Furthermore, the deletion that creates the hFip1‐PDGFRα fusion gene also causes a functional depletion of hFip1 that, under normal conditions, stimulates 3′ end processing (Kaufmann et al, 2004). Therefore, loss of hFip activity and an interference with 3′ end processing may contribute to or even alternatively explain the observed phenotype.

Ocular muscle dystrophy and the nuclear poly(A)‐binding protein

The medical relevance of mutations affecting 3′ end processing factors is further highlighted by oculopharyngeal muscular dystrophy (OPMD). This disorder is an adult‐onset disease with slowly progressive muscle weakness chiefly affecting the eyelids, resulting in ptosis, and the pharyngeal muscles resulting in dysphagia. OPMD is usually inherited as an autosomally dominant trait, but a more rare allelic autosomal recessive form also exists.

Both forms are typically caused by short trinucleotide repeat [(GCG)8–13] expansions in the coding region of the nuclear poly(A)‐binding protein 1 (PABPN1, PABP2; Brais et al, 1998). Normally, the polyalanine stretch encoded by this trinucleotide comprises 10 alanines, which is expanded to 12–17 alanines in autosomal‐dominant OPMD. This expansion results in an increase of self‐association, misfolding and filamentous nuclear aggregation of the PABPN1 protein in skeletal muscle. It is unknown why only muscle is affected phenotypically despite the ubiquitous expression of PAPBN1. In vitro, the mutant protein is fully active and OPMD cells do not display a severe polyadenylation defect (Calado et al, 2000; Kuhn and Wahle, 2004). It is likely therefore that the subtle clinical phenotype is caused by a quantitatively minor disturbance of the protein's function in polyadenylation, which may be difficult to detect in vitro or in transfected cells. Alternatively, the polyalanine stretch may increase the binding affinity to other proteins, which could consequently be inactivated by co‐sequestration. Finally, PABPN1 has also been suggested to play a role in the transcription of muscle‐specific genes, which could help to explain why other tissues are unaffected (Kim et al, 2001).

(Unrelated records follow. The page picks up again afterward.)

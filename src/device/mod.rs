mod registry;

pub use registry::DeviceRegistry;
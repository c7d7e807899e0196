// Shared test double for the recorder backend, plus wiring helpers.
#![allow(dead_code)]

use anyhow::{bail, Result};
use std::sync::atomic::{AtomicBool, AtomicUsize, Ordering};
use std::sync::{Arc, Mutex};
use tokio::sync::{mpsc, Semaphore};

use voice_session::{
    Device, DeviceRegistry, EventSubscriptionManager, GenerationCounter, Initializer, ModelSize,
    PollerConfig, RawBackendEvent, RecognitionGateway, RecorderBackend, SessionCoordinator,
    SessionState, SetupStatus, TranscriptStore,
};

/// Scriptable backend double with per-command failure flags and call
/// counters
pub struct MockBackend {
    pub devices: Mutex<Vec<Device>>,
    pub default_device: Mutex<Device>,
    pub transcript: Mutex<String>,

    /// Ground truth returned by `recording_status`
    pub recording: AtomicBool,

    pub fail_devices: AtomicBool,
    pub fail_start: AtomicBool,
    pub fail_stop: AtomicBool,
    pub fail_status: AtomicBool,
    pub fail_recognize: AtomicBool,
    pub fail_initialize: AtomicBool,

    pub list_calls: AtomicUsize,
    pub default_calls: AtomicUsize,
    pub start_calls: AtomicUsize,
    pub stop_calls: AtomicUsize,
    pub status_calls: AtomicUsize,
    pub recognize_calls: AtomicUsize,
    pub subscribe_calls: AtomicUsize,
    pub init_model_calls: AtomicUsize,
    pub initialize_app_calls: AtomicUsize,

    pub last_recognized_path: Mutex<Option<String>>,
    pub last_started_device: Mutex<Option<String>>,

    recognize_gate: Mutex<Option<Arc<Semaphore>>>,
    stop_gate: Mutex<Option<Arc<Semaphore>>>,
    events_tx: Mutex<Option<mpsc::Sender<RawBackendEvent>>>,
}

impl MockBackend {
    pub fn new() -> Arc<Self> {
        Arc::new(Self {
            devices: Mutex::new(vec![
                Device::new("Built-in Microphone"),
                Device::new("USB Microphone"),
            ]),
            default_device: Mutex::new(Device::new("Built-in Microphone")),
            transcript: Mutex::new("hello world".to_string()),
            recording: AtomicBool::new(false),
            fail_devices: AtomicBool::new(false),
            fail_start: AtomicBool::new(false),
            fail_stop: AtomicBool::new(false),
            fail_status: AtomicBool::new(false),
            fail_recognize: AtomicBool::new(false),
            fail_initialize: AtomicBool::new(false),
            list_calls: AtomicUsize::new(0),
            default_calls: AtomicUsize::new(0),
            start_calls: AtomicUsize::new(0),
            stop_calls: AtomicUsize::new(0),
            status_calls: AtomicUsize::new(0),
            recognize_calls: AtomicUsize::new(0),
            subscribe_calls: AtomicUsize::new(0),
            init_model_calls: AtomicUsize::new(0),
            initialize_app_calls: AtomicUsize::new(0),
            last_recognized_path: Mutex::new(None),
            last_started_device: Mutex::new(None),
            recognize_gate: Mutex::new(None),
            stop_gate: Mutex::new(None),
            events_tx: Mutex::new(None),
        })
    }

    pub fn set_transcript(&self, text: &str) {
        *self.transcript.lock().unwrap() = text.to_string();
    }

    /// Make `recognize_audio` block until a permit is added to the
    /// returned semaphore
    pub fn gate_recognize(&self) -> Arc<Semaphore> {
        let gate = Arc::new(Semaphore::new(0));
        *self.recognize_gate.lock().unwrap() = Some(gate.clone());
        gate
    }

    /// Make `stop_recording` block until a permit is added to the returned
    /// semaphore, simulating a delayed command reply
    pub fn gate_stop(&self) -> Arc<Semaphore> {
        let gate = Arc::new(Semaphore::new(0));
        *self.stop_gate.lock().unwrap() = Some(gate.clone());
        gate
    }

    /// True once the event receiver has been dropped (listener teardown)
    pub fn events_closed(&self) -> bool {
        self.events_tx
            .lock()
            .unwrap()
            .as_ref()
            .map(|tx| tx.is_closed())
            .unwrap_or(true)
    }

    pub fn subscribed(&self) -> bool {
        self.events_tx.lock().unwrap().is_some()
    }

    /// Push a raw event, waiting for the dispatch task to subscribe first
    pub async fn emit(&self, name: &str, payload: serde_json::Value) {
        for _ in 0..1000 {
            let tx = self.events_tx.lock().unwrap().clone();
            if let Some(tx) = tx {
                tx.send(RawBackendEvent::new(name, payload))
                    .await
                    .expect("event channel closed");
                return;
            }
            tokio::task::yield_now().await;
        }
        panic!("no event subscriber appeared");
    }

    pub async fn emit_processing_finished(&self, pre: &str, post: &str) {
        self.emit("processing-finished", serde_json::json!([pre, post]))
            .await;
    }
}

#[async_trait::async_trait]
impl RecorderBackend for MockBackend {
    async fn list_input_devices(&self) -> Result<Vec<Device>> {
        self.list_calls.fetch_add(1, Ordering::SeqCst);
        if self.fail_devices.load(Ordering::SeqCst) {
            bail!("device enumeration failed");
        }
        Ok(self.devices.lock().unwrap().clone())
    }

    async fn default_input_device(&self) -> Result<Device> {
        self.default_calls.fetch_add(1, Ordering::SeqCst);
        if self.fail_devices.load(Ordering::SeqCst) {
            bail!("no default input device");
        }
        Ok(self.default_device.lock().unwrap().clone())
    }

    async fn start_recording(&self, device: &str) -> Result<()> {
        self.start_calls.fetch_add(1, Ordering::SeqCst);
        if self.fail_start.load(Ordering::SeqCst) {
            bail!("device unavailable: {}", device);
        }
        *self.last_started_device.lock().unwrap() = Some(device.to_string());
        self.recording.store(true, Ordering::SeqCst);
        Ok(())
    }

    async fn stop_recording(&self) -> Result<()> {
        self.stop_calls.fetch_add(1, Ordering::SeqCst);

        let gate = self.stop_gate.lock().unwrap().clone();
        if let Some(gate) = gate {
            gate.acquire().await.expect("gate closed").forget();
        }

        if self.fail_stop.load(Ordering::SeqCst) {
            bail!("stop command failed");
        }
        self.recording.store(false, Ordering::SeqCst);
        Ok(())
    }

    async fn recording_status(&self) -> Result<bool> {
        self.status_calls.fetch_add(1, Ordering::SeqCst);
        if self.fail_status.load(Ordering::SeqCst) {
            bail!("status query failed");
        }
        Ok(self.recording.load(Ordering::SeqCst))
    }

    async fn recognize_audio(&self, audio_path: &str) -> Result<String> {
        self.recognize_calls.fetch_add(1, Ordering::SeqCst);
        *self.last_recognized_path.lock().unwrap() = Some(audio_path.to_string());

        let gate = self.recognize_gate.lock().unwrap().clone();
        if let Some(gate) = gate {
            gate.acquire().await.expect("gate closed").forget();
        }

        if self.fail_recognize.load(Ordering::SeqCst) {
            bail!("recognition engine error");
        }
        Ok(self.transcript.lock().unwrap().clone())
    }

    async fn init_model(&self, _size: ModelSize) -> Result<()> {
        self.init_model_calls.fetch_add(1, Ordering::SeqCst);
        if self.fail_initialize.load(Ordering::SeqCst) {
            bail!("model load failed");
        }
        Ok(())
    }

    async fn setup_status(&self) -> Result<SetupStatus> {
        Ok(SetupStatus {
            models_initialized: true,
            default_model_installed: true,
            available_models: vec!["tiny".into(), "base".into()],
            installed_models: vec!["base".into()],
        })
    }

    async fn initialize_app(&self) -> Result<SetupStatus> {
        self.initialize_app_calls.fetch_add(1, Ordering::SeqCst);
        if self.fail_initialize.load(Ordering::SeqCst) {
            bail!("first-run setup failed");
        }
        self.setup_status().await
    }

    async fn subscribe_events(&self) -> Result<mpsc::Receiver<RawBackendEvent>> {
        self.subscribe_calls.fetch_add(1, Ordering::SeqCst);
        let (tx, rx) = mpsc::channel(16);
        *self.events_tx.lock().unwrap() = Some(tx);
        Ok(rx)
    }
}

/// A fully wired coordinator stack over a mock backend
pub struct TestStack {
    pub backend: Arc<MockBackend>,
    pub store: Arc<TranscriptStore>,
    pub registry: Arc<DeviceRegistry>,
    pub gateway: Arc<RecognitionGateway>,
    pub coordinator: Arc<SessionCoordinator>,
    pub manager: Arc<EventSubscriptionManager>,
    pub initializer: Arc<Initializer>,
}

pub fn stack() -> TestStack {
    stack_with(MockBackend::new(), PollerConfig::default())
}

pub fn stack_with(backend: Arc<MockBackend>, poller: PollerConfig) -> TestStack {
    let backend_dyn: Arc<dyn RecorderBackend> = backend.clone();
    let store = Arc::new(TranscriptStore::new());
    let generation = GenerationCounter::new();
    let registry = Arc::new(DeviceRegistry::new(backend_dyn.clone()));
    let gateway = Arc::new(RecognitionGateway::new(
        backend_dyn.clone(),
        store.clone(),
        generation.clone(),
    ));
    let coordinator = SessionCoordinator::new(
        backend_dyn.clone(),
        registry.clone(),
        gateway.clone(),
        generation,
        poller,
    );
    let manager = EventSubscriptionManager::new(backend_dyn.clone(), coordinator.clone());
    let initializer = Arc::new(Initializer::new(backend_dyn, ModelSize::Base));

    TestStack {
        backend,
        store,
        registry,
        gateway,
        coordinator,
        manager,
        initializer,
    }
}

/// Await a session state via the snapshot watch channel
pub async fn wait_for_state(coordinator: &Arc<SessionCoordinator>, target: SessionState) {
    let mut rx = coordinator.subscribe();
    tokio::time::timeout(std::time::Duration::from_secs(10), async {
        loop {
            if rx.borrow().state == target {
                return;
            }
            rx.changed().await.expect("snapshot channel closed");
        }
    })
    .await
    .unwrap_or_else(|_| panic!("timed out waiting for state {:?}", target));
}

/// Spin on a condition without advancing time
pub async fn wait_until(what: &str, mut cond: impl FnMut() -> bool) {
    for _ in 0..1000 {
        if cond() {
            return;
        }
        tokio::task::yield_now().await;
    }
    panic!("condition not reached: {}", what);
}
//! Backend event subscription
//!
//! A reference-counted registration of the backend event listeners:
//! any number of observers may hold a subscription, but the underlying
//! listener is registered exactly once on the first acquire and torn down
//! exactly once on the last release.

mod manager;

pub use manager::{EventSubscriptionManager, SubscriptionHandle};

First come, first served: influenza A and its connection to the cellular 3′ end apparatus

Influenza A virus infection provides another interesting link between the disturbance of protein interactions within the polyadenylation machinery and human disease. The influenza A NS1 protein interacts with the cellular 30‐kDa subunit of CPSF, which prevents binding of the entire CPSF complex to the RNA substrate (Nemeroff et al, 1998; Figure 4C). Efficient polyadenylation depends on the interaction of CPSF 30 with PABPN1, which together stimulate PAP from a distributive to a processive mode of action. Importantly, the influenza a virus protein NS1 represents one of the most abundant proteins synthesized in infected cells (Lazarowitz et al, 1971), and regulates several post‐transcriptional processing steps (Fortes et al, 1994; Lu et al, 1994). In influenza virus‐infected cells, the highly abundant NS1 protein sequesters CPSF 30 and inhibits 3′ end cleavage and polyadenylation of the host pre‐mRNAs. Interestingly, the NS1 protein also targets PABPN1, which inhibits the processive synthesis of long poly(A) tails catalyzed by PAP (Chen et al, 1999). As mRNA processing represents a prerequisite for cytoplasmic export (Stutz and Rosbash, 1998), the uncleaved host pre‐mRNAs are retained in the nucleus. In contrast, viral RNAs are still exported. Thus, by interfering with the activity of an essential 3′ end processing factor, influenza has devised an efficient way to specifically shut off cellular gene expression and to facilitate viral gene expression that does not depend on the cellular 3′ end processing apparatus (Nemeroff et al, 1998; Chen et al, 1999).

Similar mechanisms have been identified to contribute to a preferential viral gene expression in HSV‐1‐infected cells through ICP27 (a multifunctional regulator of HSV gene expression, also known as IE63) that functions post‐transcriptionally to activate weaker viral poly(A) sites and to inhibit splicing of host cell mRNAs (McLauchlan et al, 1989, 1992; Sandri‐Goldin and Mendoza, 1992).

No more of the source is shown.